The Sun Curve, from Inca Biospheric Systems, is a closed loop vertical aquaponic micro farm (yes, that’s a mouthful) powered by solar panels, a wind turbine, and a battery bank. It grows plants vertically using water from its fish pond which also acts as a resevoir and nutrient source.

The plant roots, growing media, and a colony of microorganisms act as a biological filter, cleaning the water for the fish. Originally developed to support remote clinics and refugee camps in third world countries, the system recycles the water, using about 10% of the water consumed in traditional farming and gardening.

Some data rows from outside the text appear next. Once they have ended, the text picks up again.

//! Planar types

use serde::{Deserialize, Serialize};
use std::ops::{Add, Mul, Sub};

/// A 2D point or vector in drawing-surface units (pixels)
#[derive(Clone, Copy, Debug, Default, PartialEq, Serialize, Deserialize)]
pub struct Vec2 {
    pub x: f64,
    pub y: f64,
}

impl Vec2 {
    pub const ZERO: Self = Self { x: 0.0, y: 0.0 };

    pub const fn new(x: f64, y: f64) -> Self {
        Self { x, y }
    }

    pub fn length(&self) -> f64 {
        (self.x * self.x + self.y * self.y).sqrt()
    }

    /// Euclidean distance to another point
    pub fn distance(&self, other: Self) -> f64 {
        (other - *self).length()
    }

    pub fn dot(&self, other: &Self) -> f64 {
        self.x * other.x + self.y * other.y
    }

    pub fn is_finite(&self) -> bool {
        self.x.is_finite() && self.y.is_finite()
    }
}

impl Add for Vec2 {
    type Output = Self;
    fn add(self, other: Self) -> Self {
        Self {
            x: self.x + other.x,
            y: self.y + other.y,
        }
    }
}

impl Sub for Vec2 {
    type Output = Self;
    fn sub(self, other: Self) -> Self {
        Self {
            x: self.x - other.x,
            y: self.y - other.y,
        }
    }
}

impl Mul<f64> for Vec2 {
    type Output = Self;
    fn mul(self, scalar: f64) -> Self {
        Self {
            x: self.x * scalar,
            y: self.y * scalar,
        }
    }
}

#[cfg(test)]
mod tests {
    use super::*;

    #[test]
    fn test_vec2_operations() {
        let v1 = Vec2::new(1.0, 2.0);
        let v2 = Vec2::new(4.0, 6.0);

        assert_eq!(v1 + v2, Vec2::new(5.0, 8.0));
        assert_eq!(v2 - v1, Vec2::new(3.0, 4.0));
        assert_eq!(v1 * 2.0, Vec2::new(2.0, 4.0));
        assert!((v1.distance(v2) - 5.0).abs() < 1e-12);
    }

    #[test]
    fn test_is_finite() {
        assert!(Vec2::new(1.0, 2.0).is_finite());
        assert!(!Vec2::new(f64::NAN, 2.0).is_finite());
        assert!(!Vec2::new(0.0, f64::INFINITY).is_finite());
    }
}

The Sun Curve can store enough power in its battery bank to run a built in water pump, ultraviolet filtration, and a computer/phone.


  1. manny said:

    Good post
    Turning a garden on its side to create a verdant, vertical surface not only looks good but promotes wildlife, good air quality and sustainabilty too
    Most living wall designs can work in a home environment and more and more people are installing them

    — March 6, 2010 @ 02:46

  2. Bill said:

    Cool idea, but it looks like they picked a pretty sub-optimal location for this one. Lots of trees to shade the solar panels and block the wind from hitting the turbine. They should put the panels and turbine on a pole extending 20 or 30 feet above the center of the structure, with guy-wires down to the corners to stabilize it.

    — March 6, 2010 @ 12:44

  3. fello said:

    … and the poor fish will certainly turn mad from all the bubble noise.

    — July 11, 2010 @ 12:30

  4. Aquaponics Guy said:

    Love the idea – been doing aquaponics the normal way using this resource but may look into this method too. Thanks for the great article.